• **Exercise objective**:
Each record listed below is to be output exactly as written.
· · · ·
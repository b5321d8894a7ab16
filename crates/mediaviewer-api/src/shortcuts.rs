use std::net::SocketAddr;

use axum::{
    Json,
    body::Bytes,
    extract::{ConnectInfo, Path, Request, State},
    http::{HeaderMap, header},
    response::{IntoResponse, Response},
};
use tower::ServiceExt;
use tower_http::services::{ServeDir, ServeFile};
use tracing::{error, warn};

use mediaviewer_db::models::ShortcutRow;
use mediaviewer_db::shortcut_id::is_valid_shortcut;
use mediaviewer_types::api::{CreateShortcutRequest, CreateShortcutResponse};
use mediaviewer_types::metadata::{AuthBundleView, DecodedAuthBundle, HomeserverTarget};

use crate::error::{ApiError, ApiResult};
use crate::state::AppState;

const DERIVED_KEY_PREFIX: &str = "X-Derived-Key ";

/// Address to blame in log lines.
fn client_ip(headers: &HeaderMap, addr: SocketAddr, trust_forward_headers: bool) -> String {
    if trust_forward_headers {
        if let Some(ip) = headers
            .get("x-forwarded-for")
            .and_then(|v| v.to_str().ok())
            .filter(|v| !v.is_empty())
        {
            return ip.to_string();
        }
    }
    addr.to_string()
}

/// POST /create: validate a media reference or auth bundle, resolve its
/// homeserver, store it under a fresh shortcut and return `{ file_id }`.
pub async fn create_shortcut(
    State(state): State<AppState>,
    ConnectInfo(addr): ConnectInfo<SocketAddr>,
    headers: HeaderMap,
    body: Bytes,
) -> ApiResult<Json<CreateShortcutResponse>> {
    let ip = client_ip(&headers, addr, state.trust_forward_headers);

    let req: CreateShortcutRequest =
        serde_json::from_slice(&body).map_err(ApiError::InvalidJson)?;
    let mut shortcut = req.decode()?;

    let homeserver_url = state.resolver.resolve(&shortcut).await.map_err(|e| {
        warn!(
            "Failed to resolve homeserver address of {} requested by {}: {}",
            shortcut.homeserver_domain().unwrap_or("<none>"),
            ip,
            e
        );
        ApiError::Resolution(e)
    })?;
    shortcut.set_homeserver_url(homeserver_url);
    let bundle = shortcut.into_auth_bundle()?;

    let file_id = state.minter.mint();
    let row = ShortcutRow {
        shortcut: file_id.clone(),
        homeserver: bundle.homeserver_url,
        auth_token: bundle.auth_token,
        ciphertext: bundle.ciphertext,
    };

    // Run blocking DB insert off the async runtime
    let db = state.clone();
    tokio::task::spawn_blocking(move || db.db.insert_shortcut(&row))
        .await
        .map_err(|e| {
            error!("spawn_blocking join error: {}", e);
            ApiError::Storage("Failed to create file shortcut")
        })?
        .map_err(|e| {
            error!("Failed to create shortcut requested by {}: {}", ip, e);
            ApiError::Storage("Failed to create file shortcut")
        })?;

    Ok(Json(CreateShortcutResponse { file_id }))
}

/// GET /{file_id}/metadata.json: the public view of a stored bundle.
/// The caller must present the bundle's token as `X-Derived-Key <token>`.
pub async fn get_shortcut_metadata(
    State(state): State<AppState>,
    Path(file_id): Path<String>,
    ConnectInfo(addr): ConnectInfo<SocketAddr>,
    headers: HeaderMap,
) -> ApiResult<Json<AuthBundleView>> {
    if !is_valid_shortcut(&file_id) {
        return Err(ApiError::NotFound);
    }
    let ip = client_ip(&headers, addr, state.trust_forward_headers);

    let db = state.clone();
    let fid = file_id.clone();
    let row = tokio::task::spawn_blocking(move || db.db.find_shortcut(&fid))
        .await
        .map_err(|e| {
            error!("spawn_blocking join error: {}", e);
            ApiError::Storage("Failed to get file details")
        })?
        .map_err(|e| {
            error!(
                "Failed to get details of shortcut {} requested by {}: {}",
                file_id, ip, e
            );
            ApiError::Storage("Failed to get file details")
        })?
        .ok_or(ApiError::NotFound)?;

    let bundle = DecodedAuthBundle {
        homeserver: None,
        homeserver_url: row.homeserver,
        auth_token: row.auth_token,
        ciphertext: row.ciphertext,
    };

    let presented = headers
        .get(header::AUTHORIZATION)
        .and_then(|v| v.to_str().ok())
        .unwrap_or_default();
    let presented = presented.strip_prefix(DERIVED_KEY_PREFIX).unwrap_or(presented);
    if presented != bundle.encoded_auth_token() {
        return Err(ApiError::Unauthorized);
    }

    Ok(Json(bundle.public_view()))
}

/// GET /{file_id}: the viewer page for shortcut-shaped paths, static
/// frontend files for everything else.
pub async fn serve_viewer(
    State(state): State<AppState>,
    Path(file_id): Path<String>,
    req: Request,
) -> Response {
    if is_valid_shortcut(&file_id) {
        match ServeFile::new(state.frontend_dir.join("index.html"))
            .oneshot(req)
            .await
        {
            Ok(resp) => resp.into_response(),
            Err(never) => match never {},
        }
    } else {
        match ServeDir::new(&state.frontend_dir).oneshot(req).await {
            Ok(resp) => resp.into_response(),
            Err(never) => match never {},
        }
    }
}

pub async fn health() -> &'static str {
    "ok"
}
· · · ·
• **Written solution**:
repository b5321d8894a7ab16
filename crates/mediaviewer-api/src/shortcuts.rs
use std::net::SocketAddr;

use axum::{
    Json,
    body::Bytes,
    extract::{ConnectInfo, Path, Request, State},
    http::{HeaderMap, header},
    response::{IntoResponse, Response},
};
use tower::ServiceExt;
use tower_http::services::{ServeDir, ServeFile};
use tracing::{error, warn};

use mediaviewer_db::models::ShortcutRow;
use mediaviewer_db::shortcut_id::is_valid_shortcut;
use mediaviewer_types::api::{CreateShortcutRequest, CreateShortcutResponse};
use mediaviewer_types::metadata::{AuthBundleView, DecodedAuthBundle, HomeserverTarget};

use crate::error::{ApiError, ApiResult};
use crate::state::AppState;

const DERIVED_KEY_PREFIX: &str = "X-Derived-Key ";

/// Address to blame in log lines.
fn client_ip(headers: &HeaderMap, addr: SocketAddr, trust_forward_headers: bool) -> String {
    if trust_forward_headers {
        if let Some(ip) = headers
            .get("x-forwarded-for")
            .and_then(|v| v.to_str().ok())
            .filter(|v| !v.is_empty())
        {
            return ip.to_string();
        }
    }
    addr.to_string()
}

/// POST /create: validate a media reference or auth bundle, resolve its
/// homeserver, store it under a fresh shortcut and return `{ file_id }`.
pub async fn create_shortcut(
    State(state): State<AppState>,
    ConnectInfo(addr): ConnectInfo<SocketAddr>,
    headers: HeaderMap,
    body: Bytes,
) -> ApiResult<Json<CreateShortcutResponse>> {
    let ip = client_ip(&headers, addr, state.trust_forward_headers);

    let req: CreateShortcutRequest =
        serde_json::from_slice(&body).map_err(ApiError::InvalidJson)?;
    let mut shortcut = req.decode()?;

    let homeserver_url = state.resolver.resolve(&shortcut).await.map_err(|e| {
        warn!(
            "Failed to resolve homeserver address of {} requested by {}: {}",
            shortcut.homeserver_domain().unwrap_or("<none>"),
            ip,
            e
        );
        ApiError::Resolution(e)
    })?;
    shortcut.set_homeserver_url(homeserver_url);
    let bundle = shortcut.into_auth_bundle()?;

    let file_id = state.minter.mint();
    let row = ShortcutRow {
        shortcut: file_id.clone(),
        homeserver: bundle.homeserver_url,
        auth_token: bundle.auth_token,
        ciphertext: bundle.ciphertext,
    };

    // Run blocking DB insert off the async runtime
    let db = state.clone();
    tokio::task::spawn_blocking(move || db.db.insert_shortcut(&row))
        .await
        .map_err(|e| {
            error!("spawn_blocking join error: {}", e);
            ApiError::Storage("Failed to create file shortcut")
        })?
        .map_err(|e| {
            error!("Failed to create shortcut requested by {}: {}", ip, e);
            ApiError::Storage("Failed to create file shortcut")
        })?;

    Ok(Json(CreateShortcutResponse { file_id }))
}

/// GET /{file_id}/metadata.json: the public view of a stored bundle.
/// The caller must present the bundle's token as `X-Derived-Key <token>`.
pub async fn get_shortcut_metadata(
    State(state): State<AppState>,
    Path(file_id): Path<String>,
    ConnectInfo(addr): ConnectInfo<SocketAddr>,
    headers: HeaderMap,
) -> ApiResult<Json<AuthBundleView>> {
    if !is_valid_shortcut(&file_id) {
        return Err(ApiError::NotFound);
    }
    let ip = client_ip(&headers, addr, state.trust_forward_headers);

    let db = state.clone();
    let fid = file_id.clone();
    let row = tokio::task::spawn_blocking(move || db.db.find_shortcut(&fid))
        .await
        .map_err(|e| {
            error!("spawn_blocking join error: {}", e);
            ApiError::Storage("Failed to get file details")
        })?
        .map_err(|e| {
            error!(
                "Failed to get details of shortcut {} requested by {}: {}",
                file_id, ip, e
            );
            ApiError::Storage("Failed to get file details")
        })?
        .ok_or(ApiError::NotFound)?;

    let bundle = DecodedAuthBundle {
        homeserver: None,
        homeserver_url: row.homeserver,
        auth_token: row.auth_token,
        ciphertext: row.ciphertext,
    };

    let presented = headers
        .get(header::AUTHORIZATION)
        .and_then(|v| v.to_str().ok())
        .unwrap_or_default();
    let presented = presented.strip_prefix(DERIVED_KEY_PREFIX).unwrap_or(presented);
    if presented != bundle.encoded_auth_token() {
        return Err(ApiError::Unauthorized);
    }

    Ok(Json(bundle.public_view()))
}

/// GET /{file_id}: the viewer page for shortcut-shaped paths, static
/// frontend files for everything else.
pub async fn serve_viewer(
    State(state): State<AppState>,
    Path(file_id): Path<String>,
    req: Request,
) -> Response {
    if is_valid_shortcut(&file_id) {
        match ServeFile::new(state.frontend_dir.join("index.html"))
            .oneshot(req)
            .await
        {
            Ok(resp) => resp.into_response(),
            Err(never) => match never {},
        }
    } else {
        match ServeDir::new(&state.frontend_dir).oneshot(req).await {
            Ok(resp) => resp.into_response(),
            Err(never) => match never {},
        }
    }
}

pub async fn health() -> &'static str {
    "ok"
}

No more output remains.